Enabling finance and insurance institutions to create value
from longevity and mortality opportunities and risks
.


im1 Longevity and mortality have traditionally been the preserve of the insurance industry and pension/superannuation funds dealing in pensions, annuities and life insurance policies. However, the understanding of longevity and mortality as investment and risk factors and platforms for value creation has changed. New financial tools, investment classes, services and products have followed.

Longevity and mortality have low correlation with established financial markets, providing an exceptional portfolio diversification and risk mitigation tool for investment institutions and those directly affected by the risks and opportunities.


The longevity mortality market will enjoy high growth and wide use as longevity and mortality risks are quantified and financial products are created for their management Opportunities exist not only for investors, but to provide significantly better longevity-based products to consumers.

The longevity mortality market directly affects pension funds, insurers, pharmaceuticals, bio-techs, the manufacturers of life and life-style products and investment institutions who are able to participate from a value creation basis. The implications are significant; the US secondary market in life insurance policies alone was valued at US$12 billion for 2007.

"By 2012 the pillars of portfolio diversification will be equities, bonds, commodities, real estate and longevity."

Rosenfeld, S, (2009), "Life Settlements: Signposts to a New Principal Asset Class"
published by the Wharton Financial Institution Centre at
http://fic.wharton.upenn.edu/fic/papers/09/09.htm, #09-20.

Longevity adversely affects pension funds and annuity providers as recipients live longer than actuarially expected, while benefiting pharmaceutical and lifestyle providers whose expected life time value per customer prove to underestimate reality, and life insurance companies who receive more premiums than predicted by their models. Mortality risk is the inverse of longevity risk, providing inverse considerations.

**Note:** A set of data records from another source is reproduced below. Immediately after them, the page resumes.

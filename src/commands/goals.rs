//! Commands for goal management and progress

use chrono::{DateTime, TimeZone};

use crate::db::AppState;
use crate::goals::{
    delete_goal, evaluate_all, insert_goal, load_all_goals, update_goal_status, EvaluatedGoal,
    GoalError,
};
use crate::models::{Goal, GoalStatus, NewGoal};
use crate::workouts::load_workouts;

/// Get all goals, oldest first
pub async fn get_goals(state: &AppState) -> Result<Vec<Goal>, String> {
    load_all_goals(&state.db)
        .await
        .map_err(|e| format!("Failed to fetch goals: {}", e))
}

/// Create a goal. Rejects non-positive targets.
pub async fn create_goal(state: &AppState, goal: NewGoal) -> Result<Goal, GoalError> {
    insert_goal(&state.db, &goal).await
}

pub async fn remove_goal(state: &AppState, id: i64) -> Result<(), String> {
    delete_goal(&state.db, id).await.map_err(|e| e.to_string())
}

/// Set the stored status flag. Displayed progress is unaffected.
pub async fn mark_goal_completed(state: &AppState, id: i64) -> Result<(), String> {
    update_goal_status(&state.db, id, GoalStatus::Completed)
        .await
        .map_err(|e| e.to_string())
}

/// Evaluate every goal against the cached workouts at `now`
pub async fn get_goal_progress<Tz: TimeZone>(
    state: &AppState,
    now: &DateTime<Tz>,
) -> Result<Vec<EvaluatedGoal>, String> {
    let goals = get_goals(state).await?;
    let records = load_workouts(&state.db)
        .await
        .map_err(|e| format!("Failed to fetch workouts: {}", e))?;

    Ok(evaluate_all(&goals, &records, now))
}
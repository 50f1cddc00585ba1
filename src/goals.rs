//! Goal Progress Evaluation
//!
//! Every goal is measured against the current period window:
//! - daily, weekly (ISO, Monday first), monthly, yearly
//! - an unrecognised period is measured from the goal's own creation time
//!
//! Progress is recomputed from scratch on every call. Nothing here writes the
//! stored goal status; the displayed status is derived, never persisted.
//!
//! Calendar math happens in the zone of the `now` argument. Callers pass
//! `Local::now()` in production and a fixed zone in tests.

use std::collections::HashSet;

use chrono::{DateTime, Datelike, Days, NaiveDate, TimeZone, Utc};
use serde::{Deserialize, Serialize};
use sqlx::{Row, SqlitePool};
use tracing::{debug, warn};

use crate::models::{Goal, GoalPeriod, GoalStatus, GoalType, NewGoal, WorkoutRecord};

/// ---------------------------------------------------------------------------
/// Errors
/// ---------------------------------------------------------------------------

#[derive(Debug, thiserror::Error)]
pub enum GoalError {
    #[error("Goal target must be a positive number, got {0}")]
    InvalidTarget(f64),

    #[error("Goal not found: {0}")]
    NotFound(i64),

    #[error("Goal {id} has an unreadable created_at: {reason}")]
    InvalidRecord { id: i64, reason: String },

    #[error("Database error: {0}")]
    Database(#[from] sqlx::Error),
}

impl Serialize for GoalError {
    fn serialize<S>(&self, serializer: S) -> Result<S::Ok, S::Error>
    where
        S: serde::Serializer,
    {
        serializer.serialize_str(&self.to_string())
    }
}

/// ---------------------------------------------------------------------------
/// Displayed Status
/// ---------------------------------------------------------------------------

#[derive(Debug, Clone, Copy, PartialEq, Eq, Serialize, Deserialize)]
pub enum ProgressStatus {
    Completed,
    Overdue,
    #[serde(rename = "In Progress")]
    InProgress,
}

impl std::fmt::Display for ProgressStatus {
    fn fmt(&self, f: &mut std::fmt::Formatter<'_>) -> std::fmt::Result {
        match self {
            Self::Completed => write!(f, "Completed"),
            Self::Overdue => write!(f, "Overdue"),
            Self::InProgress => write!(f, "In Progress"),
        }
    }
}

/// Result of evaluating one goal
#[derive(Debug, Clone, PartialEq, Serialize, Deserialize)]
pub struct GoalProgress {
    /// Amount achieved in the current window, in the goal's unit
    pub progress: f64,
    /// Share of the target reached, 0 to 100
    pub percent: f64,
    pub status: ProgressStatus,
}

/// A goal paired with its freshly computed progress
#[derive(Debug, Clone, Serialize, Deserialize)]
pub struct EvaluatedGoal {
    pub goal: Goal,
    pub progress: GoalProgress,
}

/// ---------------------------------------------------------------------------
/// Time-Window Resolver
/// ---------------------------------------------------------------------------

/// First instant of `date` in `tz`. Midnight can be skipped by a DST
/// transition, in which case the first hour that exists is used.
pub(crate) fn start_of_day<Tz: TimeZone>(date: NaiveDate, tz: &Tz) -> Option<DateTime<Tz>> {
    (0..24).find_map(|hour| {
        date.and_hms_opt(hour, 0, 0)
            .and_then(|naive| tz.from_local_datetime(&naive).earliest())
    })
}

/// Start of the period containing `now`.
///
/// Returns `None` for [`GoalPeriod::Unknown`]; the caller decides the
/// fallback (see [`Goal::window_start`]).
pub fn resolve_window_start<Tz: TimeZone>(
    period: GoalPeriod,
    now: &DateTime<Tz>,
) -> Option<DateTime<Tz>> {
    let today = now.date_naive();
    let first_day = match period {
        GoalPeriod::Daily => today,
        // Sunday is day 7 of the week that started the Monday before
        GoalPeriod::Weekly => {
            today - Days::new(u64::from(today.weekday().num_days_from_monday()))
        }
        GoalPeriod::Monthly => today.with_day(1)?,
        GoalPeriod::Yearly => NaiveDate::from_ymd_opt(today.year(), 1, 1)?,
        GoalPeriod::Unknown => return None,
    };

    let start = start_of_day(first_day, &now.timezone()).unwrap_or_else(|| now.clone());
    Some(start.min(now.clone()))
}

impl Goal {
    /// Window start for this goal, falling back to `created_at` when the
    /// period is not recognised
    pub fn window_start<Tz: TimeZone>(&self, now: &DateTime<Tz>) -> DateTime<Tz> {
        resolve_window_start(self.period, now)
            .unwrap_or_else(|| self.created_at.with_timezone(&now.timezone()))
    }
}

/// ---------------------------------------------------------------------------
/// Streak Calculator
/// ---------------------------------------------------------------------------

/// Consecutive calendar days with at least one workout, ending today.
///
/// Today must have a workout for the streak to count at all: a run of days
/// ending yesterday yields 0.
pub fn compute_streak<Tz: TimeZone>(records: &[WorkoutRecord], now: &DateTime<Tz>) -> u32 {
    let tz = now.timezone();
    let workout_days: HashSet<NaiveDate> = records
        .iter()
        .map(|r| r.created_at.with_timezone(&tz).date_naive())
        .collect();

    let mut streak = 0;
    let mut day = now.date_naive();
    while workout_days.contains(&day) {
        streak += 1;
        match day.pred_opt() {
            Some(prev) => day = prev,
            None => break,
        }
    }

    streak
}

/// ---------------------------------------------------------------------------
/// Progress Evaluator
/// ---------------------------------------------------------------------------

/// Amount achieved toward `goal` in its current window
pub fn compute_progress<Tz: TimeZone>(
    goal: &Goal,
    records: &[WorkoutRecord],
    now: &DateTime<Tz>,
) -> f64 {
    let start = goal.window_start(now).with_timezone(&Utc);
    let in_window = records.iter().filter(|r| r.created_at >= start);

    match goal.goal_type {
        GoalType::Calories => in_window.map(|r| r.calories).sum::<f64>().round(),
        GoalType::Workouts => in_window.count() as f64,
        GoalType::Duration => in_window.map(|r| r.duration_minutes).sum(),
        // A streak crosses period boundaries, so it sees every record
        GoalType::Streak => f64::from(compute_streak(records, now)),
        GoalType::Unknown => 0.0,
    }
}

/// Whether the goal's period has elapsed since it was created
pub fn is_overdue<Tz: TimeZone>(goal: &Goal, now: &DateTime<Tz>) -> bool {
    let created = goal.created_at.with_timezone(&now.timezone());

    match goal.period {
        GoalPeriod::Daily => created.date_naive() != now.date_naive() && *now > created,
        GoalPeriod::Weekly => (now.with_timezone(&Utc) - goal.created_at).num_weeks() >= 1,
        GoalPeriod::Monthly => created.year() != now.year() || created.month() != now.month(),
        GoalPeriod::Yearly => created.year() != now.year(),
        GoalPeriod::Unknown => false,
    }
}

fn percent_of(progress: f64, target: f64) -> f64 {
    if target > 0.0 {
        (progress / target * 100.0).clamp(0.0, 100.0)
    } else {
        100.0
    }
}

/// Evaluate one goal against the workout history.
///
/// Reaching the target wins over being overdue.
pub fn evaluate<Tz: TimeZone>(
    goal: &Goal,
    records: &[WorkoutRecord],
    now: &DateTime<Tz>,
) -> GoalProgress {
    let progress = compute_progress(goal, records, now);
    let percent = percent_of(progress, goal.target);

    let status = if progress >= goal.target {
        ProgressStatus::Completed
    } else if is_overdue(goal, now) {
        ProgressStatus::Overdue
    } else {
        ProgressStatus::InProgress
    };

    GoalProgress {
        progress,
        percent,
        status,
    }
}

/// Evaluate every goal against the same history and instant
pub fn evaluate_all<Tz: TimeZone>(
    goals: &[Goal],
    records: &[WorkoutRecord],
    now: &DateTime<Tz>,
) -> Vec<EvaluatedGoal> {
    let evaluated: Vec<EvaluatedGoal> = goals
        .iter()
        .map(|goal| EvaluatedGoal {
            goal: goal.clone(),
            progress: evaluate(goal, records, now),
        })
        .collect();

    let completed = evaluated
        .iter()
        .filter(|e| e.progress.status == ProgressStatus::Completed)
        .count();
    debug!(
        goals = evaluated.len(),
        completed,
        records = records.len(),
        "Evaluated goals"
    );

    evaluated
}

/// ---------------------------------------------------------------------------
/// Database Operations
/// ---------------------------------------------------------------------------

fn validate_target(target: f64) -> Result<(), GoalError> {
    if target.is_finite() && target > 0.0 {
        Ok(())
    } else {
        Err(GoalError::InvalidTarget(target))
    }
}

fn goal_from_row(row: &sqlx::sqlite::SqliteRow) -> Result<Goal, GoalError> {
    let id: i64 = row.get("id");
    let goal_type: String = row.get("goal_type");
    let period: String = row.get("period");
    let status: String = row.get("status");
    let created_at: String = row.get("created_at");

    // Windows and overdue checks hang off created_at, so there is no safe default
    let created_at = DateTime::parse_from_rfc3339(&created_at)
        .map(|dt| dt.with_timezone(&Utc))
        .map_err(|e| GoalError::InvalidRecord {
            id,
            reason: e.to_string(),
        })?;

    Ok(Goal {
        id,
        goal_type: goal_type.parse().unwrap_or(GoalType::Unknown),
        target: row.get("target"),
        period: period.parse().unwrap_or(GoalPeriod::Unknown),
        status: status.parse().unwrap_or_default(),
        created_at,
    })
}

/// Load all goals, oldest first. Rows with an unreadable `created_at` are
/// skipped.
pub async fn load_all_goals(pool: &SqlitePool) -> Result<Vec<Goal>, GoalError> {
    let rows = sqlx::query(
        r#"
        SELECT id, goal_type, target, period, status, created_at
        FROM goals
        ORDER BY id
        "#,
    )
    .fetch_all(pool)
    .await?;

    let goals = rows
        .iter()
        .filter_map(|row| match goal_from_row(row) {
            Ok(goal) => Some(goal),
            Err(e) => {
                warn!(error = %e, "Skipping goal");
                None
            }
        })
        .collect();

    Ok(goals)
}

/// Load a single goal by id
pub async fn load_goal(pool: &SqlitePool, id: i64) -> Result<Goal, GoalError> {
    let row = sqlx::query(
        r#"
        SELECT id, goal_type, target, period, status, created_at
        FROM goals
        WHERE id = ?
        "#,
    )
    .bind(id)
    .fetch_optional(pool)
    .await?;

    match row {
        Some(row) => goal_from_row(&row),
        None => Err(GoalError::NotFound(id)),
    }
}

/// Persist a new goal. Targets must be positive.
pub async fn insert_goal(pool: &SqlitePool, new_goal: &NewGoal) -> Result<Goal, GoalError> {
    validate_target(new_goal.target)?;

    let created_at = new_goal.created_at.unwrap_or_else(Utc::now);
    let status = GoalStatus::Active;

    let result = sqlx::query(
        r#"
        INSERT INTO goals (goal_type, target, period, status, created_at)
        VALUES (?, ?, ?, ?, ?)
        "#,
    )
    .bind(new_goal.goal_type.to_string())
    .bind(new_goal.target)
    .bind(new_goal.period.to_string())
    .bind(status.to_string())
    .bind(created_at.to_rfc3339())
    .execute(pool)
    .await?;

    Ok(Goal {
        id: result.last_insert_rowid(),
        goal_type: new_goal.goal_type,
        target: new_goal.target,
        period: new_goal.period,
        created_at,
        status,
    })
}

/// Change the stored status flag
pub async fn update_goal_status(
    pool: &SqlitePool,
    id: i64,
    status: GoalStatus,
) -> Result<(), GoalError> {
    let result = sqlx::query("UPDATE goals SET status = ? WHERE id = ?")
        .bind(status.to_string())
        .bind(id)
        .execute(pool)
        .await?;

    if result.rows_affected() == 0 {
        return Err(GoalError::NotFound(id));
    }
    Ok(())
}

/// Delete a goal
pub async fn delete_goal(pool: &SqlitePool, id: i64) -> Result<(), GoalError> {
    let result = sqlx::query("DELETE FROM goals WHERE id = ?")
        .bind(id)
        .execute(pool)
        .await?;

    if result.rows_affected() == 0 {
        return Err(GoalError::NotFound(id));
    }
    Ok(())
}

/// ---------------------------------------------------------------------------
/// Tests
/// ---------------------------------------------------------------------------
pub mod goal;
pub mod workout;

pub use goal::{Goal, GoalPeriod, GoalStatus, GoalType, NewGoal};
pub use workout::{NewWorkout, WorkoutRecord};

Longevity and mortality create value in a wide range of scenarios globally, including;

bullet Arbitrage:The arbitrage between the expected value of a life insurance and that of an impaired life, benefitting consumers and investors.
   
bullet Reducing Financial Market Risk: The diversification of investment portfolio risk away from financial markets.
   
bullet Reducing Pension Risk: The diversification of longevity risk held by pension funds.

Longevity Mortality Strategies (LMS) is an industry and academically proven leader in life settlements arena as a value-adding market maker, providing access to the market to funds, banks and financial distribution outlets, life insurance providers, re-insurers, and investors.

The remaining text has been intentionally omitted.